> WHAT THIS TASK INVOLVES
After locating "use std::future::Future;" in the listing below, copy that line and each one after it exactly, ending with the line that has "what, attempt, self.max_attempts);".

INPUT FOR THIS TASK START

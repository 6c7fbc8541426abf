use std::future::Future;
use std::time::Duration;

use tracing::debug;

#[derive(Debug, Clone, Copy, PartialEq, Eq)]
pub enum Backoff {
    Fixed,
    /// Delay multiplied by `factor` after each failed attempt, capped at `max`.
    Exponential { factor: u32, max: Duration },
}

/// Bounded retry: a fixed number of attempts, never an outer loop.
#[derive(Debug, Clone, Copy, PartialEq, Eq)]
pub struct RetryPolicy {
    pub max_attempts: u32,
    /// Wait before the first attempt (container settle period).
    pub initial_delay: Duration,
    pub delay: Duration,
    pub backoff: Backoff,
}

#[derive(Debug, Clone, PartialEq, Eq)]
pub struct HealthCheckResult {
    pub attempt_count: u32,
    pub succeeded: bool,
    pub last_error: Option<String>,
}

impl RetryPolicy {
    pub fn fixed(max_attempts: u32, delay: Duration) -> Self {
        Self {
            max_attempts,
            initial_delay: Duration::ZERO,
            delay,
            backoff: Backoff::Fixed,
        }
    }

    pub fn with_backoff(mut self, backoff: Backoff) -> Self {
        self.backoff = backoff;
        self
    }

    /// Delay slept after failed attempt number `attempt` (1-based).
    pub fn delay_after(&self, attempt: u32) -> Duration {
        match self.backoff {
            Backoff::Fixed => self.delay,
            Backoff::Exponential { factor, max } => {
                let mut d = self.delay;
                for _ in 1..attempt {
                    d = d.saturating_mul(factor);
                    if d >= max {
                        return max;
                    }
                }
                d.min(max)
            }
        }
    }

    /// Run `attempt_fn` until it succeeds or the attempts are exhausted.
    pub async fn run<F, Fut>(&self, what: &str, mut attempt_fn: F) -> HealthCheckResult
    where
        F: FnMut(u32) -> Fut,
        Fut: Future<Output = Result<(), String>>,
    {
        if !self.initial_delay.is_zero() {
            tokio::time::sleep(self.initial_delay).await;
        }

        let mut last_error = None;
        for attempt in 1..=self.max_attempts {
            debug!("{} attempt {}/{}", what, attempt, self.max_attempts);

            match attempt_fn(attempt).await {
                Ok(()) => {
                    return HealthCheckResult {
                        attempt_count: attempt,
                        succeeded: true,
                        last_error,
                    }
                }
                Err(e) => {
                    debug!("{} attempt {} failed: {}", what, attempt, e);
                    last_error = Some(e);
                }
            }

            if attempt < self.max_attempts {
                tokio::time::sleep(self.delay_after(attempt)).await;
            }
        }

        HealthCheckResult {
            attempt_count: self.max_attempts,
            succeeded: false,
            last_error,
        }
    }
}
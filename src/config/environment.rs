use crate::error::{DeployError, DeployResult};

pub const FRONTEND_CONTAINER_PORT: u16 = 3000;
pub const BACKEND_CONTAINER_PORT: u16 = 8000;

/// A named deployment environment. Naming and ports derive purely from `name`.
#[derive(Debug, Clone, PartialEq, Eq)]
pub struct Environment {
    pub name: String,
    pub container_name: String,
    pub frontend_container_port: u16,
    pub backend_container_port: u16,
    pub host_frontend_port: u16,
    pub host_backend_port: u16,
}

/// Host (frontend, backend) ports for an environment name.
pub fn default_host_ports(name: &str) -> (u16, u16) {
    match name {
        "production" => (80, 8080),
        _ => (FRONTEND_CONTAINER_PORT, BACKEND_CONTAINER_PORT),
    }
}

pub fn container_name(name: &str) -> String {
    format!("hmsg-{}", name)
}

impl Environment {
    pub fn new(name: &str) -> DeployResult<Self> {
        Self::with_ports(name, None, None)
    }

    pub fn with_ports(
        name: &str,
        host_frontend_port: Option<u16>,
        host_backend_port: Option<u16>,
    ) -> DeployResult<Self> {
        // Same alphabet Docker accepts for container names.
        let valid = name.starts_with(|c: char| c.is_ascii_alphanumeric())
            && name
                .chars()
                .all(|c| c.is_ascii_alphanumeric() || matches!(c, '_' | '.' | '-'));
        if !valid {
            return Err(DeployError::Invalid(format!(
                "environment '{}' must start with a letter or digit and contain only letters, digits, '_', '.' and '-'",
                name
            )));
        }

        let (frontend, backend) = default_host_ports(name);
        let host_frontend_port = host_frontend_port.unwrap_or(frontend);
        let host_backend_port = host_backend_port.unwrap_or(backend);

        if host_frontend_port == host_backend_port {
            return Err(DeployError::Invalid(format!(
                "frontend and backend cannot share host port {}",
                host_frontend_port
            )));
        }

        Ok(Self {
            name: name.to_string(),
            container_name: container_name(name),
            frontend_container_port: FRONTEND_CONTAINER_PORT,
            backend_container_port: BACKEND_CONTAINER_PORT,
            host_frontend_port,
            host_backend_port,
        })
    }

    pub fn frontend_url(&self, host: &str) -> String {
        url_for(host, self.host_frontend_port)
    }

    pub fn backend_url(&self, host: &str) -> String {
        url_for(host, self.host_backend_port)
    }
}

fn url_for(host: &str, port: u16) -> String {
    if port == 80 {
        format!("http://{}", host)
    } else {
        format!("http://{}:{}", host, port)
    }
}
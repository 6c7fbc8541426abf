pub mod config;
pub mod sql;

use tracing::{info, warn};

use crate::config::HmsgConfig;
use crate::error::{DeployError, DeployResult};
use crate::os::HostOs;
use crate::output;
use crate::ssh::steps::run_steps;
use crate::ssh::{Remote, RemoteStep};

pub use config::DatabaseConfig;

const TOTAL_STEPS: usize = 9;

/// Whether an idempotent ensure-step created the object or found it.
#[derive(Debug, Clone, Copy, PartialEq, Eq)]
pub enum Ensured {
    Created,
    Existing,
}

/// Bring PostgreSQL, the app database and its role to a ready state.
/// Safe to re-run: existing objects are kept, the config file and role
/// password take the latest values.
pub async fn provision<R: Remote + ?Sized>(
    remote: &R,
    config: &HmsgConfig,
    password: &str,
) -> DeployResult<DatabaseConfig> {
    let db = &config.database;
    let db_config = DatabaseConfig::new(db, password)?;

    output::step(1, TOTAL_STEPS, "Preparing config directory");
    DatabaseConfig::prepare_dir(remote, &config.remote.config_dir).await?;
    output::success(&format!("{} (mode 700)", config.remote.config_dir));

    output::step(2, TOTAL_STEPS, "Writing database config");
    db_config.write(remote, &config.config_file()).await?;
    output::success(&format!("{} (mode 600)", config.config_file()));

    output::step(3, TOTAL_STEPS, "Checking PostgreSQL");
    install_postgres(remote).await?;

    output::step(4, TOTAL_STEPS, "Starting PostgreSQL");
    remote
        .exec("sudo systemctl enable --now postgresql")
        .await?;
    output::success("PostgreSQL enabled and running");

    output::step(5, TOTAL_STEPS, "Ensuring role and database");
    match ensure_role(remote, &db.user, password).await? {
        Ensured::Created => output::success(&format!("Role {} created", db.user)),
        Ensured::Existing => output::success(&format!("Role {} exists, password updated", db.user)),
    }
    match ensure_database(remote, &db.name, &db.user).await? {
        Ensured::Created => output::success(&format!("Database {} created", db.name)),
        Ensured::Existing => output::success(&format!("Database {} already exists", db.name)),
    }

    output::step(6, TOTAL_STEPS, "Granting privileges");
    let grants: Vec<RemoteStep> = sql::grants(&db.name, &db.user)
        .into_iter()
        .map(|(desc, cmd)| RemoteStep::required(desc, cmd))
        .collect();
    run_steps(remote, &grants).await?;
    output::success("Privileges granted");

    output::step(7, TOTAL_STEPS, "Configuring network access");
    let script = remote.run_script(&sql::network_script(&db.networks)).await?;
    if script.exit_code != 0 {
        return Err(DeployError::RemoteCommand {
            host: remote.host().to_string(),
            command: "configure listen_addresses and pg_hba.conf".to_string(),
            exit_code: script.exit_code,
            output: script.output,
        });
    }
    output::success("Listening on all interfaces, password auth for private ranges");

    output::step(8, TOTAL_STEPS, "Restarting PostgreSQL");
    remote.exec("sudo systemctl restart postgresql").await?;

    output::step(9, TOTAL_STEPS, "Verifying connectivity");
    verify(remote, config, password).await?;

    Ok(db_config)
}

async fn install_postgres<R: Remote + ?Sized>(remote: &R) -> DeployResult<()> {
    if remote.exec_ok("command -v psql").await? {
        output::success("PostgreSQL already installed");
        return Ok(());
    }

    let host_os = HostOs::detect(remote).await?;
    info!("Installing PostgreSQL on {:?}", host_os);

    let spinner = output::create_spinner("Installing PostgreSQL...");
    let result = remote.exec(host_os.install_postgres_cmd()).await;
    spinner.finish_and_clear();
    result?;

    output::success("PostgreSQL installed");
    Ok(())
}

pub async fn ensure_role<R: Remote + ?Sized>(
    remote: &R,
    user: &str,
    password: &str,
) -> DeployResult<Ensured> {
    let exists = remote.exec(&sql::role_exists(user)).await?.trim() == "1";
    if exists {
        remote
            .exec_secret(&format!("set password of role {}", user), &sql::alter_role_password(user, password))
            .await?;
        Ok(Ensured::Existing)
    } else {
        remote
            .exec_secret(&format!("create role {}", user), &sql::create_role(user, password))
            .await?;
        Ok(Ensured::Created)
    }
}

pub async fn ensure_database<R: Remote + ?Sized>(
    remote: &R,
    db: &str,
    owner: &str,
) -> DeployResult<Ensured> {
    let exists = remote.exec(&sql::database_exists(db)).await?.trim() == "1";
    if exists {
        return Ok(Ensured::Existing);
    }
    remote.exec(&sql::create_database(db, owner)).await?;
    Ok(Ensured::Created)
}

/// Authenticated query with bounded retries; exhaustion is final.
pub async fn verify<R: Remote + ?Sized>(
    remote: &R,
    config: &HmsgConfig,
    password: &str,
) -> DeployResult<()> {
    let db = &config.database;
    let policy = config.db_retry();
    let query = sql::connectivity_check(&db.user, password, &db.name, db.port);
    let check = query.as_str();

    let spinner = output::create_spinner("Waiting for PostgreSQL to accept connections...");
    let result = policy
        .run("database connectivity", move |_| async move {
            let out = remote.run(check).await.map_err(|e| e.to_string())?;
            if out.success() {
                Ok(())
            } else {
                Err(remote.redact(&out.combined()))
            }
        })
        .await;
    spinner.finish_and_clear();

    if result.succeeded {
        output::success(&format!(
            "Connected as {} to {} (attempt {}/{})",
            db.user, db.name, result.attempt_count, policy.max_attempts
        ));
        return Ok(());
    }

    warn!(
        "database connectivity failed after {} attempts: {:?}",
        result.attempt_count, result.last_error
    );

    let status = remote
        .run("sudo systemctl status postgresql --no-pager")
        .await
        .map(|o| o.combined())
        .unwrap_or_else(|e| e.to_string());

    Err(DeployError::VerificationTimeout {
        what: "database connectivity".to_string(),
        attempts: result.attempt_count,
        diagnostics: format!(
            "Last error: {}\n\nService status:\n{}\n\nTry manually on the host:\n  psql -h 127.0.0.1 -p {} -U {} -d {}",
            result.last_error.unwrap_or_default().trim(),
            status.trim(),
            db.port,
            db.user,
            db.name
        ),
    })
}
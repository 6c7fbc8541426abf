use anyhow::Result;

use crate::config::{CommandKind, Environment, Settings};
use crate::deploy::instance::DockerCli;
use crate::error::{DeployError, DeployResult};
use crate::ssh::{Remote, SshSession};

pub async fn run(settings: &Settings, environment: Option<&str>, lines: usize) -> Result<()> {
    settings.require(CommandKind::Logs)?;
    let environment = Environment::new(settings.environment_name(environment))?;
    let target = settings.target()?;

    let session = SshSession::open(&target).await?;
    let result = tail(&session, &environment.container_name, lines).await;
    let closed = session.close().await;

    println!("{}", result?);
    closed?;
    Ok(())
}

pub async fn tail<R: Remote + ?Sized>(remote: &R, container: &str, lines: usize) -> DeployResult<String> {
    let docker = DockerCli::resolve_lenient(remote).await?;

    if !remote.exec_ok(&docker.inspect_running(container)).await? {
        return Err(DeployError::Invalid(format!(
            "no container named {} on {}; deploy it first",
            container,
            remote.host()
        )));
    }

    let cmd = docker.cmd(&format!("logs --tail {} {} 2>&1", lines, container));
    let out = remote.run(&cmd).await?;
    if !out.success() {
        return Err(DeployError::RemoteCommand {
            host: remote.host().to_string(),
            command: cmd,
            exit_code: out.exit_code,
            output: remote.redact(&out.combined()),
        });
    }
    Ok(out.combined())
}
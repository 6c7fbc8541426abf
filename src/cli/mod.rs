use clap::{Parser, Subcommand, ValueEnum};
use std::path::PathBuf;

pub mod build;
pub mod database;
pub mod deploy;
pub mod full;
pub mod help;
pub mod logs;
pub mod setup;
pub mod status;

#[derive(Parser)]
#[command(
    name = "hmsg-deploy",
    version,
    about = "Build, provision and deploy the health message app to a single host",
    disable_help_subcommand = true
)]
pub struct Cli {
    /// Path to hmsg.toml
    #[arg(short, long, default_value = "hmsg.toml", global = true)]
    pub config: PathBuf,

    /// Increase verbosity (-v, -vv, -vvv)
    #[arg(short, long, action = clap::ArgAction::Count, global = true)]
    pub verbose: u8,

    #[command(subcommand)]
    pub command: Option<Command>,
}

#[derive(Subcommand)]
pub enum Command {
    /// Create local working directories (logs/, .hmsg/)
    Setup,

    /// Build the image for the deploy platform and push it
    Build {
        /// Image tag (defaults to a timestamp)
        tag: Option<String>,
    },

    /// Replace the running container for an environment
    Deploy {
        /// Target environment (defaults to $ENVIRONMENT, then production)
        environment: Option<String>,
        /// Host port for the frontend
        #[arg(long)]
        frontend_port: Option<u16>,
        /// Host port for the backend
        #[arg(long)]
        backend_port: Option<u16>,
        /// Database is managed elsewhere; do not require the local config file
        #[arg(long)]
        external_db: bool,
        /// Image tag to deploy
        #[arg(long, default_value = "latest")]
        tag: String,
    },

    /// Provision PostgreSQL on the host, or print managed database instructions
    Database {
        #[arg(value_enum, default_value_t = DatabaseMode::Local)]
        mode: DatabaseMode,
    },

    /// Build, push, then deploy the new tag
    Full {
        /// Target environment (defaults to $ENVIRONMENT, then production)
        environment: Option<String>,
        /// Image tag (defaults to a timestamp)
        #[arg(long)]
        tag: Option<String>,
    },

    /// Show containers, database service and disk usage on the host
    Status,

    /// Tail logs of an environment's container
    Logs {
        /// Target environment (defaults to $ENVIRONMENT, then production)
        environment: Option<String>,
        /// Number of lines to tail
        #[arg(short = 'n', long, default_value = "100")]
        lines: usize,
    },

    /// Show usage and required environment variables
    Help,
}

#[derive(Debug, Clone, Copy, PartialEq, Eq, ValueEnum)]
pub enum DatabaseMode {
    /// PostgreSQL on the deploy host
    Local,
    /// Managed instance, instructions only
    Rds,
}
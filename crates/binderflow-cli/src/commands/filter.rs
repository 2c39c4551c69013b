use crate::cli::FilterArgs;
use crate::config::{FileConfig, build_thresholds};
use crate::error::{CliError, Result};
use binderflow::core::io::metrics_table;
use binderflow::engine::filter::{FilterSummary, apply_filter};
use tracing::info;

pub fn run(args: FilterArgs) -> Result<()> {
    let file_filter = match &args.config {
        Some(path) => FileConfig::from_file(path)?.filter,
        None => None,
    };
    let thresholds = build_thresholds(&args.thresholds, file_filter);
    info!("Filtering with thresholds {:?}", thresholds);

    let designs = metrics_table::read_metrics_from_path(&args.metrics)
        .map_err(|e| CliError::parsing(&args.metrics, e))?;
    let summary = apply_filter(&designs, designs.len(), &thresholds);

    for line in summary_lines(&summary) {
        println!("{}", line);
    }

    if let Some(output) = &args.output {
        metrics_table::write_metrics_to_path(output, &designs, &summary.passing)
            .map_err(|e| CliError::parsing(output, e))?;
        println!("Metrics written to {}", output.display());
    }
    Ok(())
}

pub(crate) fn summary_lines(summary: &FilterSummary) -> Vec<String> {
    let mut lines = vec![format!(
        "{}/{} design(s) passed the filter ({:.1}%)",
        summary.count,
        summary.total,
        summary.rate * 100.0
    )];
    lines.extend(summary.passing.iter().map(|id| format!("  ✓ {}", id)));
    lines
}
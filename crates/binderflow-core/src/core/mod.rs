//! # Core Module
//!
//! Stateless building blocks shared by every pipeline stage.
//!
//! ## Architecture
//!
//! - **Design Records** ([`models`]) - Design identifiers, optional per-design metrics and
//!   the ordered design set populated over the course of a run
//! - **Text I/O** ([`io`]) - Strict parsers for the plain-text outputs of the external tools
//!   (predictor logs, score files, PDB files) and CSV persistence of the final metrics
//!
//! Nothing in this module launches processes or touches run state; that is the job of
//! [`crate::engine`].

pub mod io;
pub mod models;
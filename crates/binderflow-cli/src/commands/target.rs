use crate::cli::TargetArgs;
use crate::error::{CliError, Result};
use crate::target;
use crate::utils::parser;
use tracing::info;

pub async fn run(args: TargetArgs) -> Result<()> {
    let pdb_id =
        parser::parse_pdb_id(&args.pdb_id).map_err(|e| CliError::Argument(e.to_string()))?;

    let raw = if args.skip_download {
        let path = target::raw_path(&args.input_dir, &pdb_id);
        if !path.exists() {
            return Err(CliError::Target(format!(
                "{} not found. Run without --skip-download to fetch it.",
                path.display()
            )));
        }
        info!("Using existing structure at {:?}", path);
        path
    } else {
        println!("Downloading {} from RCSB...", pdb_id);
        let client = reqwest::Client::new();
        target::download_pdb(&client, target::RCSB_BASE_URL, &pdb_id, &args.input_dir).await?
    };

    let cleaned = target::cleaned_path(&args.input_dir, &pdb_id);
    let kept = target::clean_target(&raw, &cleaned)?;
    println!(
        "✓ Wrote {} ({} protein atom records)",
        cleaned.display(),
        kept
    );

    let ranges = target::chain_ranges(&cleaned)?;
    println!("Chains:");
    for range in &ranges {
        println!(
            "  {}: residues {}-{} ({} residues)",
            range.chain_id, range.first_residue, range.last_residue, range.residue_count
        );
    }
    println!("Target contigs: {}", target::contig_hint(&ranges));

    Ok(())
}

INPUT FOR THIS TASK END

> EXERCISE RESULT
use std::future::Future;
use std::time::Duration;

use tracing::debug;

#[derive(Debug, Clone, Copy, PartialEq, Eq)]
pub enum Backoff {
    Fixed,
    /// Delay multiplied by `factor` after each failed attempt, capped at `max`.
    Exponential { factor: u32, max: Duration },
}

/// Bounded retry: a fixed number of attempts, never an outer loop.
#[derive(Debug, Clone, Copy, PartialEq, Eq)]
pub struct RetryPolicy {
    pub max_attempts: u32,
    /// Wait before the first attempt (container settle period).
    pub initial_delay: Duration,
    pub delay: Duration,
    pub backoff: Backoff,
}

#[derive(Debug, Clone, PartialEq, Eq)]
pub struct HealthCheckResult {
    pub attempt_count: u32,
    pub succeeded: bool,
    pub last_error: Option<String>,
}

impl RetryPolicy {
    pub fn fixed(max_attempts: u32, delay: Duration) -> Self {
        Self {
            max_attempts,
            initial_delay: Duration::ZERO,
            delay,
            backoff: Backoff::Fixed,
        }
    }

    pub fn with_backoff(mut self, backoff: Backoff) -> Self {
        self.backoff = backoff;
        self
    }

    /// Delay slept after failed attempt number `attempt` (1-based).
    pub fn delay_after(&self, attempt: u32) -> Duration {
        match self.backoff {
            Backoff::Fixed => self.delay,
            Backoff::Exponential { factor, max } => {
                let mut d = self.delay;
                for _ in 1..attempt {
                    d = d.saturating_mul(factor);
                    if d >= max {
                        return max;
                    }
                }
                d.min(max)
            }
        }
    }

    /// Run `attempt_fn` until it succeeds or the attempts are exhausted.
    pub async fn run<F, Fut>(&self, what: &str, mut attempt_fn: F) -> HealthCheckResult
    where
        F: FnMut(u32) -> Fut,
        Fut: Future<Output = Result<(), String>>,
    {
        if !self.initial_delay.is_zero() {
            tokio::time::sleep(self.initial_delay).await;
        }

        let mut last_error = None;
        for attempt in 1..=self.max_attempts {
            debug!("{} attempt {}/{}", what, attempt, self.max_attempts);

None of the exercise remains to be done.